Patrícia, Levy e William são acusados de infração ao artigo 37 do
estatuto (veja os artigos no infográfico ao fim do texto). Ribeiro, por
sua vez, é citado por infringir o artigo 120, com possibilidade de ser
combinado ao artigo 51. Há também menção a depoimentos de funcionários
declarando desconhecer o uso de seus nomes para liberação dessas verbas.
Leonardo Ribeiro e William Pereira se defenderam e negaram as acusações - clique aqui e entenda.Patricia Amorim e Michel Levy não foram encontrados para falar sobre o assunto.
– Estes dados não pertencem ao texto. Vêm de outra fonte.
//! Default implementation of the [`Evaluator`] trait.
//!
//! Runs a fixed number of episodes, threading the policy state through every
//! step of an episode, and collects the length and return of each episode.
use super::{EvalSummary, Evaluator};
use crate::{
    record::{NullRecorder, RecordValue, Recorder},
    Env, Policy,
};
use anyhow::Result;
use log::info;

/// A default implementation of the [`Evaluator`] trait.
///
/// Non-empty records emitted by the environment at each step are tagged with
/// the running step count (`env_steps`) and written to the recorder.
///
/// # Examples
///
/// ```ignore
/// let env = create_atari_env(&env_config)?;
/// let mut evaluator = DefaultEvaluator::new(env, 5);
/// let summary = evaluator.evaluate(&mut policy)?;
/// println!("{} +/-{}", summary.reward_mean(), summary.reward_std());
/// ```
pub struct DefaultEvaluator<E: Env, R: Recorder = NullRecorder> {
    /// The number of episodes to run during evaluation.
    n_episodes: usize,

    /// The environment instance used for evaluation.
    env: E,

    recorder: R,

    /// Total number of environment steps across evaluations.
    env_steps: usize,
}

impl<E: Env> DefaultEvaluator<E> {
    /// Constructs a new [`DefaultEvaluator`] discarding step records.
    pub fn new(env: E, n_episodes: usize) -> Self {
        Self {
            n_episodes,
            env,
            recorder: NullRecorder::new(),
            env_steps: 0,
        }
    }
}

impl<E: Env, R: Recorder> DefaultEvaluator<E, R> {
    /// Replaces the recorder receiving step records.
    pub fn with_recorder<R2: Recorder>(self, recorder: R2) -> DefaultEvaluator<E, R2> {
        DefaultEvaluator {
            n_episodes: self.n_episodes,
            env: self.env,
            recorder,
            env_steps: self.env_steps,
        }
    }

    /// Returns the recorder.
    pub fn recorder(&self) -> &R {
        &self.recorder
    }
}

impl<E: Env, R: Recorder> Evaluator<E> for DefaultEvaluator<E, R> {
    fn evaluate<P>(&mut self, policy: &mut P) -> Result<EvalSummary>
    where
        P: Policy<E>,
    {
        let mut summary = EvalSummary::default();

        for ix in 0..self.n_episodes {
            let mut obs = self.env.reset()?;
            let mut state = policy.initial_state();
            let mut length = 0;
            let mut reward_sum = 0f32;

            loop {
                let (act, next_state) = policy.sample(&obs, state)?;
                let (step, mut record) = self.env.step(&act)?;
                self.env_steps += 1;
                length += 1;
                reward_sum += step.reward;
                state = next_state;

                if !record.is_empty() {
                    record.insert("env_steps", RecordValue::Scalar(self.env_steps as _));
                    self.recorder.write(record);
                }

                if step.is_done() {
                    break;
                }
                obs = step.obs;
            }

            info!(
                "Episode {}: length = {}, reward = {}",
                ix, length, reward_sum
            );
            summary.push(length, reward_sum);
        }

        self.recorder.flush();
        Ok(summary)
    }
}
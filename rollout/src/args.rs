use clap::Parser;
use serde::{Deserialize, Serialize};
use std::path::PathBuf;

/// Evaluate a recurrent policy in an Atari environment
#[derive(Clone, Parser, Debug, Default, Serialize, Deserialize)]
#[command(version, about)]
pub struct Args {
    /// YAML file with the evaluation configuration.
    /// The options below override its values.
    #[arg(long)]
    pub config: Option<PathBuf>,

    /// Directory in which the latest checkpoint is looked up.
    #[arg(long)]
    pub checkpoint_dir: Option<PathBuf>,

    /// Directory of the episode statistics.
    #[arg(long)]
    pub monitor_dir: Option<PathBuf>,

    /// Disables the episode statistics.
    #[arg(long, conflicts_with = "monitor_dir")]
    pub no_monitor: bool,

    /// The number of episodes.
    #[arg(long)]
    pub episodes: Option<usize>,

    /// Directory of TensorBoard logs.
    /// If not given, diagnostics are only logged as text.
    #[arg(long)]
    pub logdir: Option<PathBuf>,

    /// YAML file to which the episode lengths and rewards are saved.
    #[arg(long)]
    pub summary: Option<PathBuf>,

    /// Device name.
    /// If set to `"Cpu"`, the CPU will be used.
    /// Otherwise, the device will be determined by the `cuda_if_available()` method.
    #[arg(long)]
    pub device: Option<String>,

    /// Maximum number of steps in an episode.
    #[arg(long)]
    pub max_steps: Option<usize>,

    /// Prints the configuration and exits.
    #[arg(long)]
    pub show_config: bool,

    /// Environment id, like `MsPacman-v0`.
    pub name: Option<String>,
}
O parecer ficou pronto na última segunda-feira e já está à disposição
dos conselheiros no clube, mas a diretoria não permite cópias ou
fotografias das páginas. O GLOBOESPORTE.COM obteve transcrições do
documento, que faz acusações a alguns dos principais nomes da antiga
gestão. O documento será votado na próxima terça-feira e, se aprovado,
será encaminhado para que uma comissão do Deliberativo determine as
penalidades, tomando novos depoimentos dos envolvidos, trabalho que deve
ter prazo estipulado em 60 dias. Entre as punições (citadas no artigo
28 do estatuto), estão a obrigação de indenizar o clube e a eliminação
do quadro social.
Por serem eméritos e beneméritos, Leonardo Ribeiro, William Pereira e
Patrícia Amorim, se o relatório for aprovado na terça-feira, teriam
penalidades determinadas por comissão do Deliberativo, mas seriam
julgados no Conselho de Administração, foro teoricamente mais brando
para eles. O atual presidente do Conselho de Administração, Maurício
Gomes de Mattos, foi um dos poucos remanescentes da gestão anterior,
permanecendo no cargo. Ele tem bom trânsito em ambas as correntes, mas
causou desconforto ao retirar da pauta a apreciação do parecer da
comissão fiscal no Conselho de Administração, em agosto deste ano.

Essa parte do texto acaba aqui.